Mildred Stapley Byne
The travels of Mildred Stapley Byne (1879-1941) are inextricably connected to the arts of old Spain. Born in Atlantic Highlands (New Jersey). In 1910 she married architect Arthur Byne (1884-1935) and they both travelled to Spain. It was the beginning of a long attachment with the country. Commissioned by the Hispanic Society of America, between 1915 and 1918 the Bynes undertook several photographic journeys across the Peninsula with a view to documenting its rich artistic heritage, often in a decrepit state.

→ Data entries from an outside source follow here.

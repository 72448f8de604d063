// SPDX-License-Identifier: AGPL-3.0-or-later
// Copyright (C) 2026 Vallés Puig, Ramon

//! Error type shared by every calendar and day-count conversion.

use num_rational::BigRational;

/// Failure returned by the conversions in this crate.
///
/// Every component reports malformed input to its caller instead of
/// correcting it; the encoder and decoder forward these values unchanged.
#[derive(Debug, Clone, PartialEq, Eq, thiserror::Error)]
pub enum CalendarError {
    /// The month is outside `1..=12`.
    #[error("month must be in 1..=12, got {month}")]
    InvalidMonth {
        /// The rejected month.
        month: u8,
    },

    /// The day does not exist in the given month.
    #[error("day {day} does not exist in month {month} (leap year: {leap_year})")]
    InvalidDay {
        /// Month the day was checked against.
        month: u8,
        /// The rejected day.
        day: u8,
        /// Leap status used for the check.
        leap_year: bool,
    },

    /// The ordinal day does not exist in a year of the given leap status.
    #[error("ordinal day {ordinal} is out of range (leap year: {leap_year})")]
    InvalidOrdinalDay {
        /// The rejected ordinal.
        ordinal: u16,
        /// Leap status used for the check.
        leap_year: bool,
    },

    /// A time-of-day component is out of range, or the total reaches 24 h.
    #[error(
        "invalid time of day {hour:02}:{minute:02}:{second:02}.{nanosecond:09}"
    )]
    InvalidTimeOfDay {
        /// The rejected hour.
        hour: u8,
        /// The rejected minute.
        minute: u8,
        /// The rejected second.
        second: u8,
        /// The rejected nanosecond.
        nanosecond: u32,
    },

    /// A day fraction outside `[0, 1)`.
    #[error("day fraction {fraction} is outside [0, 1)")]
    InvalidFraction {
        /// The rejected fraction.
        fraction: BigRational,
    },

    /// The day count cannot be mapped onto a representable calendar year.
    #[error("day count does not map onto a representable calendar year")]
    ConversionOverflow,
}

/// Result alias used throughout the crate.
pub type Result<T> = core::result::Result<T, CalendarError>;
// SPDX-License-Identifier: AGPL-3.0-or-later
// Copyright (C) 2026 Vallés Puig, Ramon

//! Revised Julian calendar ⇄ Julian Day Number
//!
//! This crate converts proleptic Revised Julian calendar dates with
//! nanosecond resolution into Julian Day Numbers and back, exactly.
//!
//! # Core types
//!
//! - [`CalendarDate`] — validated date and time of day (astronomical year numbering).
//! - [`JulianDayNumber`] — integer Julian day plus an exact fraction since noon.
//! - [`OrdinalDate`] — year plus 1-based day of the year.
//! - [`TimeOfDay`] — civil time of day, leap second tolerant.
//!
//! # Building blocks
//!
//! | Function | Role |
//! |----------|------|
//! | [`is_leap_year`] | Revised Julian leap rule (900-year cycle) |
//! | [`ordinal_day_number`] / [`month_day_from_ordinal`] | month/day ⇄ day of year |
//! | [`days_for_years`] | days in N whole years, closed form per cycle |
//! | [`complete_year_interval`] | whole calendar years inside a span |
//! | [`day_fraction`] / [`time_of_day_from_fraction`] | time of day ⇄ noon-based fraction |
//! | [`to_julian_day_number`] / [`from_julian_day_number`] | date ⇄ JDN |
//!
//! Day fractions are [`BigRational`](num_rational::BigRational) values, so a
//! date survives any number of round trips unchanged.
//!
//! ```
//! use revjul::{from_julian_day_number, to_julian_day_number, CalendarDate};
//!
//! let date = CalendarDate::new(-4712, 3, 14, 6, 30, 0, 250).unwrap();
//! let jdn = to_julian_day_number(&date).unwrap();
//! assert_eq!(from_julian_day_number(&jdn).unwrap(), date);
//! ```
//!
//! # Features
//!
//! - `serde` — `Serialize`/`Deserialize` for the date and day-count types.
//!   Deserialization re-validates every field.
//! - `log` — trace records from the encoder and decoder through the `log` crate.

// Logging hooks; without the `log` feature they expand to nothing.
macro_rules! log_trace {
    ($($args:tt)+) => {
        #[cfg(feature = "log")]
        log::trace!($($args)+);
    };
}

macro_rules! log_error {
    ($($args:tt)+) => {
        #[cfg(feature = "log")]
        log::error!($($args)+);
    };
}

mod date;
mod error;
mod fraction;
mod jdn;
mod leap;
mod ordinal;
mod years;

// ── Re-exports ────────────────────────────────────────────────────────────

pub use date::CalendarDate;
pub use error::{CalendarError, Result};
pub use fraction::{
    day_fraction, time_of_day_from_fraction, NoonFraction, TimeOfDay, NANOS_PER_DAY,
    NANOS_PER_SECOND,
};
pub use jdn::{from_julian_day_number, to_julian_day_number, JulianDayNumber, EPOCH_JDN};
pub use leap::{days_in_year, is_leap_year};
pub use ordinal::{days_in_month, month_day_from_ordinal, ordinal_day_number, OrdinalDate};
pub use years::{complete_year_interval, days_for_years, CYCLE_DAYS, CYCLE_YEARS};
// SPDX-License-Identifier: AGPL-3.0-or-later
// Copyright (C) 2026 Vallés Puig, Ramon

//! Proleptic Revised Julian calendar date-time.
//!
//! [`CalendarDate`] uses astronomical year numbering (year 0 exists, year −1
//! is 2 BCE) and nanosecond resolution. It is only built through validating
//! constructors and never mutated afterwards.
//!
//! The Revised Julian and proleptic Gregorian calendars name the same days
//! between 1600-03-01 and 2800-02-28. Outside that window they drift apart,
//! so the `chrono` UTC helpers below translate through the day count
//! instead of copying fields.

use std::fmt;

use chrono::{DateTime, Datelike, NaiveDate, NaiveDateTime, Timelike, Utc};

use crate::error::{CalendarError, Result};
use crate::fraction::{TimeOfDay, NANOS_PER_SECOND};
use crate::jdn::{self, JulianDayNumber};
use crate::leap::is_leap_year;
use crate::ordinal::{days_before_month, days_in_month, OrdinalDate};

/// A date and time of day in the proleptic Revised Julian calendar.
///
/// Ordering is chronological, except that a leap second (`second == 60`)
/// sorts before the following minute it is equivalent to.
///
/// # Examples
///
/// ```
/// use revjul::CalendarDate;
///
/// let date = CalendarDate::new(2000, 1, 1, 12, 0, 0, 0).unwrap();
/// let jdn = date.to_julian_day_number().unwrap();
/// assert_eq!(jdn.day(), 2_451_545);
/// assert_eq!(CalendarDate::from_julian_day_number(&jdn).unwrap(), date);
/// ```
#[derive(Debug, Copy, Clone, PartialEq, Eq, PartialOrd, Ord, Hash)]
#[cfg_attr(feature = "serde", derive(serde::Serialize, serde::Deserialize))]
#[cfg_attr(feature = "serde", serde(try_from = "CalendarDateFields"))]
pub struct CalendarDate {
    year: i32,
    month: u8,
    day: u8,
    hour: u8,
    minute: u8,
    second: u8,
    nanosecond: u32,
}

impl CalendarDate {
    // ── constructors ──────────────────────────────────────────────────

    /// Builds a date-time, validating every component.
    ///
    /// `second` may be 60 (leap second). A `23:59:60` value is accepted here
    /// but cannot be converted to a Julian Day Number.
    pub fn new(
        year: i32,
        month: u8,
        day: u8,
        hour: u8,
        minute: u8,
        second: u8,
        nanosecond: u32,
    ) -> Result<Self> {
        let time = TimeOfDay::new(hour, minute, second, nanosecond)?;
        Self::from_ymd(year, month, day).map(|date| date.with_time(time))
    }

    /// Midnight at the start of `year-month-day`.
    pub fn from_ymd(year: i32, month: u8, day: u8) -> Result<Self> {
        let leap_year = is_leap_year(year);
        if day == 0 || day > days_in_month(month, leap_year)? {
            return Err(CalendarError::InvalidDay {
                month,
                day,
                leap_year,
            });
        }
        Ok(Self::from_parts(year, month, day, TimeOfDay::MIDNIGHT))
    }

    /// Midnight at the start of an ordinal date.
    #[inline]
    pub fn from_ordinal(date: OrdinalDate) -> Self {
        date.to_calendar_date()
    }

    /// Assembles a date whose components were already validated.
    pub(crate) const fn from_parts(year: i32, month: u8, day: u8, time: TimeOfDay) -> Self {
        Self {
            year,
            month,
            day,
            hour: time.hour(),
            minute: time.minute(),
            second: time.second(),
            nanosecond: time.nanosecond(),
        }
    }

    /// January 1 of `year` at midnight.
    pub(crate) const fn year_opening(year: i32) -> Self {
        Self::from_parts(year, 1, 1, TimeOfDay::MIDNIGHT)
    }

    /// The last representable instant of `year`.
    pub(crate) const fn year_closing(year: i32) -> Self {
        Self::from_parts(year, 12, 31, TimeOfDay::LAST_INSTANT)
    }

    /// The same day at another time of day.
    #[inline]
    pub const fn with_time(self, time: TimeOfDay) -> Self {
        Self::from_parts(self.year, self.month, self.day, time)
    }

    // ── accessors ─────────────────────────────────────────────────────

    #[inline]
    pub const fn year(&self) -> i32 {
        self.year
    }

    #[inline]
    pub const fn month(&self) -> u8 {
        self.month
    }

    #[inline]
    pub const fn day(&self) -> u8 {
        self.day
    }

    #[inline]
    pub const fn hour(&self) -> u8 {
        self.hour
    }

    #[inline]
    pub const fn minute(&self) -> u8 {
        self.minute
    }

    #[inline]
    pub const fn second(&self) -> u8 {
        self.second
    }

    #[inline]
    pub const fn nanosecond(&self) -> u32 {
        self.nanosecond
    }

    #[inline]
    pub const fn time(&self) -> TimeOfDay {
        TimeOfDay::from_parts(self.hour, self.minute, self.second, self.nanosecond)
    }

    #[inline]
    pub const fn is_leap_year(&self) -> bool {
        is_leap_year(self.year)
    }

    /// 1-based day of the year.
    #[inline]
    pub const fn ordinal(&self) -> u16 {
        days_before_month(self.month, self.is_leap_year()) + self.day as u16
    }

    #[inline]
    pub const fn ordinal_date(&self) -> OrdinalDate {
        OrdinalDate::from_parts(self.year, self.ordinal())
    }

    // ── Julian Day Number ─────────────────────────────────────────────

    /// See [`to_julian_day_number`](crate::to_julian_day_number).
    #[inline]
    pub fn to_julian_day_number(&self) -> Result<JulianDayNumber> {
        jdn::to_julian_day_number(self)
    }

    /// See [`from_julian_day_number`](crate::from_julian_day_number).
    #[inline]
    pub fn from_julian_day_number(jdn: &JulianDayNumber) -> Result<Self> {
        jdn::from_julian_day_number(jdn)
    }

    // ── chrono interop ────────────────────────────────────────────────

    /// Reads a `chrono` date-time (proleptic Gregorian) as a Revised Julian date.
    ///
    /// The day is matched through its day count; the time of day is carried
    /// over unchanged. chrono's leap-second encoding (nanoseconds past one
    /// second) becomes `second == 60`.
    pub(crate) fn from_gregorian(datetime: NaiveDateTime) -> Result<Self> {
        let days = i64::from(datetime.date().num_days_from_ce()) - 1;
        let (year, ordinal) = jdn::calendar_day_from_epoch_days(days)?;
        let (month, day) = OrdinalDate::new(year, ordinal)?.month_day();

        let (mut second, mut nanosecond) = (datetime.second() as u8, datetime.nanosecond());
        if u64::from(nanosecond) >= NANOS_PER_SECOND {
            second += 1;
            nanosecond -= NANOS_PER_SECOND as u32;
        }
        Self::new(
            year,
            month,
            day,
            datetime.hour() as u8,
            datetime.minute() as u8,
            second,
            nanosecond,
        )
    }

    /// The `chrono` reading of this date, or `None` outside chrono's range.
    pub(crate) fn to_gregorian(&self) -> Option<NaiveDateTime> {
        let days = jdn::days_since_epoch(self.year, self.ordinal()).ok()?;
        let date = NaiveDate::from_num_days_from_ce_opt(i32::try_from(days + 1).ok()?)?;
        let (second, nanosecond) = if self.second == 60 {
            (59, self.nanosecond + NANOS_PER_SECOND as u32)
        } else {
            (self.second, self.nanosecond)
        };
        date.and_hms_nano_opt(
            self.hour.into(),
            self.minute.into(),
            second.into(),
            nanosecond,
        )
    }

    /// Build a date from a `chrono::DateTime<Utc>`.
    ///
    /// Dates outside 1600-03-01..=2800-02-28 carry different labels in the
    /// two calendars; the instant is preserved, not the label.
    #[inline]
    pub fn from_utc(datetime: DateTime<Utc>) -> Result<Self> {
        Self::from_gregorian(datetime.naive_utc())
    }

    /// Convert to a `chrono::DateTime<Utc>`.
    ///
    /// Returns `None` if the value falls outside chrono's representable range.
    #[inline]
    pub fn to_utc(&self) -> Option<DateTime<Utc>> {
        self.to_gregorian()
            .map(|naive| DateTime::<Utc>::from_naive_utc_and_offset(naive, Utc))
    }
}

/// Writes a year with at least four digits, signed outside `0..=9999`.
pub(crate) fn write_year(f: &mut fmt::Formatter<'_>, year: i32) -> fmt::Result {
    if (0..=9999).contains(&year) {
        write!(f, "{year:04}")
    } else {
        write!(f, "{year:+05}")
    }
}

impl fmt::Display for CalendarDate {
    fn fmt(&self, f: &mut fmt::Formatter<'_>) -> fmt::Result {
        write_year(f, self.year)?;
        write!(
            f,
            "-{:02}-{:02}T{:02}:{:02}:{:02}.{:09}",
            self.month, self.day, self.hour, self.minute, self.second, self.nanosecond
        )
    }
}

#[cfg(feature = "serde")]
#[derive(serde::Deserialize)]
struct CalendarDateFields {
    year: i32,
    month: u8,
    day: u8,
    hour: u8,
    minute: u8,
    second: u8,
    nanosecond: u32,
}

#[cfg(feature = "serde")]
impl TryFrom<CalendarDateFields> for CalendarDate {
    type Error = CalendarError;

    fn try_from(fields: CalendarDateFields) -> Result<Self> {
        Self::new(
            fields.year,
            fields.month,
            fields.day,
            fields.hour,
            fields.minute,
            fields.second,
            fields.nanosecond,
        )
    }
}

They took nearly 3,000 photos, culling a wealth of information that they subsequently used to jointly prepare influential monographs like Rejeria of the Spanish renaissance (1914), Spanish Ironwork (1915), Spanish Architecture of the Sixteenth Century (1917) and Decorated Wooden Ceilings in Spain (1920).Profiting from the collusion between unscrupulous aristocrats, clergy and local officials, through their legal antiquarian business they acquired and shipped to the United States hundreds of antiques, including dismantled monasteries, which were purchased by such moguls as William Randolph Hearst. The selected passage onPoblet from one of her books evinces her manifold artistic passions, which ranged from architecture and decorative arts to manuscripts and books, and regretfully records the irretrievable loss of a rich Catalan tradition here symbolised by Poblet's library, one of its most famed gems.